My favorites | Sign in
Project Home Downloads Wiki Issues Source
Search
for
QuickStart  
5-Minute Guide
Updated Mar 31, 2012 by ariya.hi...@gmail.com

Applies to: PhantomJS 1.5.

This instruction assumes that PhantomJS is built and its executable is place somewhere in the PATH.

All of the examples given here are available in the code repository under the sub-directory examples/. For each example, there is two version for each JavaScript and CoffeeScript.

Consult also the API reference.

Hello, world!

Create a new text file that contains the following two lines:

console.log('Hello, world!');
phantom.exit();

Save it as hello.js and the run it:

phantomjs hello.js

The output is:

Hello, world!

In the first line, console.log will print the passed string to the terminal. In the second line, phantom.exit terminates the execution.

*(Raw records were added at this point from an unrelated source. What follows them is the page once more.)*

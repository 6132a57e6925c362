//! Snippet classification with a three-tier failure-recovery policy
//!
//! One completion call per snippet, low temperature. The response passes
//! through three tiers, strictly in order:
//!
//! 1. Parse - locate the first brace-delimited object in the response and
//!    decode it.
//! 2. Validate - each expected field is used when present and within its
//!    closed set; otherwise a safe generic default is substituted.
//! 3. Total fallback - when nothing decodable came back (or the call
//!    itself failed), synthesize a finding locally: substitute the
//!    matched term with the replacement system's name, default every
//!    category, force confidence low, and note the cause.
//!
//! Failure isolation is per snippet: no bad response or dead endpoint
//! aborts the remaining snippets or pages.

mod prompt;

pub use prompt::build_messages;

use crate::completion::CompletionModel;
use crate::config::HintsConfig;
use crate::detector::ReferenceSnippet;
use crate::report::{Audience, Confidence, Finding, ReferenceType, TaskCategory};
use regex::Regex;
use serde::Deserialize;

/// Replacement label used wherever a legacy term must be substituted
const REPLACEMENT_SYSTEM: &str = "Workday";

/// Generic feature label for tier-2/tier-3 defaults
const GENERIC_FEATURE: &str = "generic unified system";

/// Keyword pool used to pad short keyword lists up to the minimum of 3
const GENERIC_KEYWORDS: &[&str] = &["workday", "migration", "campus systems"];

/// Loosely-typed decoding target for the model's JSON
///
/// Every field is optional; tier 2 turns this into a fixed-field Finding
/// with mandatory defaulting, never an open map.
#[derive(Debug, Default, Deserialize)]
struct RawClassification {
    primary_audience: Option<String>,
    task_category: Option<String>,
    reference_type: Option<String>,
    workday_feature: Option<String>,
    proposed_replacement: Option<String>,
    suggested_keywords: Option<Vec<String>>,
    confidence: Option<String>,
}

/// Classifies one snippet; never fails
///
/// # Arguments
///
/// * `model` - The completion collaborator
/// * `snippet` - The reference snippet to classify
/// * `hints` - Caller-supplied audience/work-stream and keyword hints
/// * `temperature` - Sampling temperature (kept low for repeatability)
pub async fn classify(
    model: &dyn CompletionModel,
    snippet: &ReferenceSnippet,
    hints: &HintsConfig,
    temperature: f32,
) -> Finding {
    let messages = build_messages(snippet, hints);

    let response = match model.complete(&messages, temperature).await {
        Ok(text) => text,
        Err(e) => {
            tracing::warn!("Completion call failed for {}: {}", snippet.source_url, e);
            return fallback_finding(snippet, format!("Completion call failed: {}", e));
        }
    };

    let Some(object) = extract_json_object(&response) else {
        tracing::warn!(
            "No JSON object in model response for {}",
            snippet.source_url
        );
        return fallback_finding(
            snippet,
            "Model response contained no parseable JSON object".to_string(),
        );
    };

    match serde_json::from_str::<RawClassification>(object) {
        Ok(raw) => validated_finding(snippet, raw),
        Err(e) => fallback_finding(snippet, format!("Model response was not decodable: {}", e)),
    }
}

/// Tier 2: field-by-field validation with safe generic defaults
fn validated_finding(snippet: &ReferenceSnippet, raw: RawClassification) -> Finding {
    let mut defaulted: Vec<&str> = Vec::new();

    let primary_audience = match raw.primary_audience.as_deref().and_then(Audience::parse_label) {
        Some(audience) => audience,
        None => {
            defaulted.push("primary_audience");
            Audience::MixedOther
        }
    };

    let task_category = match raw.task_category.as_deref().and_then(TaskCategory::parse_label) {
        Some(category) => category,
        None => {
            defaulted.push("task_category");
            TaskCategory::GenericSystemReference
        }
    };

    let reference_type = match raw
        .reference_type
        .as_deref()
        .and_then(ReferenceType::parse_label)
    {
        Some(reference) => reference,
        None => {
            defaulted.push("reference_type");
            ReferenceType::InformationalReference
        }
    };

    let workday_feature = match raw.workday_feature.filter(|f| !f.trim().is_empty()) {
        Some(feature) => feature.trim().to_string(),
        None => {
            defaulted.push("workday_feature");
            GENERIC_FEATURE.to_string()
        }
    };

    let proposed_replacement = match raw.proposed_replacement.filter(|r| !r.trim().is_empty()) {
        Some(replacement) => replacement.trim().to_string(),
        None => {
            defaulted.push("proposed_replacement");
            substitute_term(&snippet.text, &snippet.matched_term)
        }
    };

    let suggested_keywords = match raw.suggested_keywords {
        Some(keywords) if !keywords.is_empty() => clamp_keywords(keywords),
        _ => {
            defaulted.push("suggested_keywords");
            clamp_keywords(Vec::new())
        }
    };

    // Any defaulting above means the model answer was partially unusable;
    // the confidence tier must reflect that.
    let confidence = if defaulted.is_empty() {
        raw.confidence
            .as_deref()
            .and_then(Confidence::parse_label)
            .unwrap_or(Confidence::Low)
    } else {
        Confidence::Low
    };

    let notes = if defaulted.is_empty() {
        None
    } else {
        Some(format!(
            "Defaulted fields from an incomplete model response: {}",
            defaulted.join(", ")
        ))
    };

    Finding {
        html_context: snippet.text.clone(),
        primary_audience,
        task_category,
        reference_type,
        workday_feature,
        proposed_replacement,
        suggested_keywords,
        confidence,
        notes,
    }
}

/// Tier 3: fully local synthesis
fn fallback_finding(snippet: &ReferenceSnippet, cause: String) -> Finding {
    Finding {
        html_context: snippet.text.clone(),
        primary_audience: Audience::MixedOther,
        task_category: TaskCategory::GenericSystemReference,
        reference_type: ReferenceType::InformationalReference,
        workday_feature: GENERIC_FEATURE.to_string(),
        proposed_replacement: substitute_term(&snippet.text, &snippet.matched_term),
        suggested_keywords: clamp_keywords(Vec::new()),
        confidence: Confidence::Low,
        notes: Some(cause),
    }
}

/// Replaces every spelling of the matched term with the replacement
/// system's name. Internal spaces in the term match any amount of
/// whitespace, so "cougar web" also rewrites "CougarWeb".
fn substitute_term(text: &str, term: &str) -> String {
    let parts: Vec<String> = term.split_whitespace().map(regex::escape).collect();
    match Regex::new(&format!("(?i){}", parts.join(r"\s*"))) {
        Ok(re) => re.replace_all(text, REPLACEMENT_SYSTEM).to_string(),
        Err(_) => text.to_string(),
    }
}

/// Enforces the 3-6 keyword band: truncate to 6, pad from the generic
/// pool to 3, drop blanks and duplicates.
fn clamp_keywords(keywords: Vec<String>) -> Vec<String> {
    let mut cleaned: Vec<String> = Vec::new();
    for keyword in keywords {
        let keyword = keyword.trim().to_lowercase();
        if !keyword.is_empty() && !cleaned.contains(&keyword) {
            cleaned.push(keyword);
        }
        if cleaned.len() == 6 {
            break;
        }
    }

    for generic in GENERIC_KEYWORDS {
        if cleaned.len() >= 3 {
            break;
        }
        if !cleaned.contains(&generic.to_string()) {
            cleaned.push(generic.to_string());
        }
    }

    cleaned
}

/// Locates the first balanced brace-delimited substring
///
/// Walks from the first `{`, tracking string literals and escapes, and
/// returns the slice up to its matching `}`. Returns nothing when no
/// balanced object exists.
fn extract_json_object(text: &str) -> Option<&str> {
    let start = text.find('{')?;
    let bytes = text.as_bytes();

    let mut depth = 0usize;
    let mut in_string = false;
    let mut escaped = false;

    for (offset, &byte) in bytes[start..].iter().enumerate() {
        if escaped {
            escaped = false;
            continue;
        }
        match byte {
            b'\\' if in_string => escaped = true,
            b'"' => in_string = !in_string,
            b'{' if !in_string => depth += 1,
            b'}' if !in_string => {
                depth -= 1;
                if depth == 0 {
                    return Some(&text[start..start + offset + 1]);
                }
            }
            _ => {}
        }
    }

    None
}

#[cfg(test)]
mod tests {
    use super::*;
    use crate::completion::{CompletionError, MockCompletionModel};

    fn snippet() -> ReferenceSnippet {
        ReferenceSnippet {
            source_url: "https://example.edu/advising".to_string(),
            text: "Log in to CougarWeb to register for classes.".to_string(),
            matched_term: "cougar web".to_string(),
        }
    }

    const GOOD_RESPONSE: &str = r#"{
        "primary_audience": "students",
        "task_category": "registration",
        "reference_type": "action_portal",
        "workday_feature": "Workday Student registration",
        "proposed_replacement": "Log in to Workday to register for classes.",
        "suggested_keywords": ["workday", "registration", "classes", "students"],
        "confidence": "high"
    }"#;

    #[tokio::test]
    async fn test_clean_response_used_verbatim() {
        let mock = MockCompletionModel::new();
        mock.push_response(GOOD_RESPONSE).await;

        let finding = classify(&mock, &snippet(), &HintsConfig::default(), 0.2).await;
        assert_eq!(finding.primary_audience, Audience::Students);
        assert_eq!(finding.task_category, TaskCategory::Registration);
        assert_eq!(finding.reference_type, ReferenceType::ActionPortal);
        assert_eq!(finding.confidence, Confidence::High);
        assert!(finding.notes.is_none());
        assert_eq!(finding.suggested_keywords.len(), 4);
    }

    #[tokio::test]
    async fn test_json_embedded_in_prose_still_parsed() {
        let mock = MockCompletionModel::new();
        mock.push_response(&format!(
            "Sure! Here is the classification you asked for:\n{}\nHope that helps.",
            GOOD_RESPONSE
        ))
        .await;

        let finding = classify(&mock, &snippet(), &HintsConfig::default(), 0.2).await;
        assert_eq!(finding.confidence, Confidence::High);
    }

    #[tokio::test]
    async fn test_invalid_enum_value_defaults_and_lowers_confidence() {
        let mock = MockCompletionModel::new();
        mock.push_response(
            r#"{
                "primary_audience": "everyone",
                "task_category": "registration",
                "reference_type": "action_portal",
                "workday_feature": "Workday Student",
                "proposed_replacement": "Use Workday.",
                "suggested_keywords": ["workday", "registration", "classes"],
                "confidence": "high"
            }"#,
        )
        .await;

        let finding = classify(&mock, &snippet(), &HintsConfig::default(), 0.2).await;
        assert_eq!(finding.primary_audience, Audience::MixedOther);
        assert_eq!(finding.confidence, Confidence::Low);
        assert!(finding.notes.unwrap().contains("primary_audience"));
    }

    #[tokio::test]
    async fn test_unparseable_response_is_low_confidence_with_notes() {
        let mock = MockCompletionModel::new();
        mock.push_response("I could not classify this snippet, sorry!")
            .await;

        let finding = classify(&mock, &snippet(), &HintsConfig::default(), 0.2).await;
        assert_eq!(finding.confidence, Confidence::Low);
        assert_eq!(finding.task_category, TaskCategory::GenericSystemReference);
        assert!(!finding.notes.clone().unwrap().is_empty());
        assert!(finding.proposed_replacement.contains("Workday"));
        assert!(!finding
            .proposed_replacement
            .to_lowercase()
            .contains("cougarweb"));
    }

    #[tokio::test]
    async fn test_transport_failure_synthesizes_locally() {
        let mock = MockCompletionModel::new();
        mock.push_error(CompletionError::Network("connection refused".to_string()))
            .await;

        let finding = classify(&mock, &snippet(), &HintsConfig::default(), 0.2).await;
        assert_eq!(finding.confidence, Confidence::Low);
        assert!(finding.notes.unwrap().contains("Completion call failed"));
        assert_eq!(finding.proposed_replacement, "Log in to Workday to register for classes.");
    }

    #[tokio::test]
    async fn test_keyword_band_enforced() {
        let mock = MockCompletionModel::new();
        mock.push_response(
            r#"{
                "primary_audience": "students",
                "task_category": "registration",
                "reference_type": "action_portal",
                "workday_feature": "Workday Student",
                "proposed_replacement": "Use Workday.",
                "suggested_keywords": ["one", "two", "three", "four", "five", "six", "seven", "eight"],
                "confidence": "medium"
            }"#,
        )
        .await;

        let finding = classify(&mock, &snippet(), &HintsConfig::default(), 0.2).await;
        assert_eq!(finding.suggested_keywords.len(), 6);
    }

    #[tokio::test]
    async fn test_too_few_keywords_padded() {
        let mock = MockCompletionModel::new();
        mock.push_response(
            r#"{
                "primary_audience": "students",
                "task_category": "registration",
                "reference_type": "action_portal",
                "workday_feature": "Workday Student",
                "proposed_replacement": "Use Workday.",
                "suggested_keywords": ["registration"],
                "confidence": "medium"
            }"#,
        )
        .await;

        let finding = classify(&mock, &snippet(), &HintsConfig::default(), 0.2).await;
        assert!(finding.suggested_keywords.len() >= 3);
        assert_eq!(finding.suggested_keywords[0], "registration");
    }

    #[test]
    fn test_extract_json_object_basic() {
        assert_eq!(extract_json_object(r#"{"a": 1}"#), Some(r#"{"a": 1}"#));
    }

    #[test]
    fn test_extract_json_object_nested_and_strings() {
        let text = r#"prefix {"a": {"b": "br}ace"}, "c": 2} suffix"#;
        assert_eq!(
            extract_json_object(text),
            Some(r#"{"a": {"b": "br}ace"}, "c": 2}"#)
        );
    }

    #[test]
    fn test_extract_json_object_unbalanced() {
        assert_eq!(extract_json_object(r#"{"a": 1"#), None);
        assert_eq!(extract_json_object("no braces here"), None);
    }

    #[test]
    fn test_substitute_term_whitespace_variants() {
        assert_eq!(
            substitute_term("Open Cougar Web or CougarWeb today", "cougar web"),
            "Open Workday or Workday today"
        );
    }
}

It is very important to call phantom.exit at some point in the script, otherwise PhantomJS will not be terminated at all.

Delay

To have an asynchronous (non-blocking) delay, use the usual window.setTimeout or window.setInterval function. This fibo.js example prints the Fibonacci sequence with each new number showing up every 300 ms.

var fibs = [0, 1];
var ticker = window.setInterval(function () {
    console.log(fibs[fibs.length - 1]);
    fibs.push(fibs[fibs.length - 1] + fibs[fibs.length - 2]);
    if (fibs.length > 10) {
        window.clearInterval(ticker);
        phantom.exit();
    }
}, 300);

Because setTimeout/setInterval is non-blocking, do not call phantom.exit right after that. Doing so will cause the script to terminate immediately.

Script Arguments

Using the args array from the System module, the script can obtain the list of command-line arguments.

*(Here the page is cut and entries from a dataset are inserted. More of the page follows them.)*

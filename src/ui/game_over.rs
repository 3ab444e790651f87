use crate::sim::{Game, Phase};

#[derive(Clone, Debug, Default, PartialEq)]
pub struct GameOverScreen {
    pub visible: bool,
    pub final_score: u32,
    pub high_score: u32,
    pub wave_reached: u32,
    pub new_record: bool,
    shown_at: f64,
}

impl GameOverScreen {
    pub fn sync(&mut self, game: &Game, now: f64) {
        let over = game.phase() == Phase::GameOver;
        if over && !self.visible {
            self.shown_at = now;
        }
        self.visible = over;
        if over {
            self.final_score = game.score();
            self.high_score = game.high_score();
            self.wave_reached = game.wave();
        } else {
            self.new_record = false;
        }
    }

    /// Set from the `GameOver` event, which is the only place that knows
    /// whether the high score was just beaten.
    pub fn mark_record(&mut self, new_record: bool) {
        self.new_record = new_record;
    }

    /// The restart prompt blinks on a one second cycle.
    pub fn prompt_visible(&self, now: f64) -> bool {
        self.visible && (now - self.shown_at).rem_euclid(1.0) < 0.6
    }
}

Consider the following arguments.js example:

var system = require('system');
if (phantom.args.length === 1) {
    console.log('Try to pass some args when invoking this script!');
} else {
    system.args.forEach(function (arg, i) {
            console.log(i + ': ' + arg);
    });
}
phantom.exit();

If it is invoked using the following command:

phantomjs argument.js The quick brown fox

then the output will be:

 0: arguments.js
 1: The
 2: quick
 3: brown
 4: fox

Loading

The script invoked by PhantomJS initially runs on an empty web page. This is not so useful, thus PhantomJS offers the possibility of loading arbitrary URL via phantom.open function on a web page. To encapsulate a web page, instantiate a WebPage object.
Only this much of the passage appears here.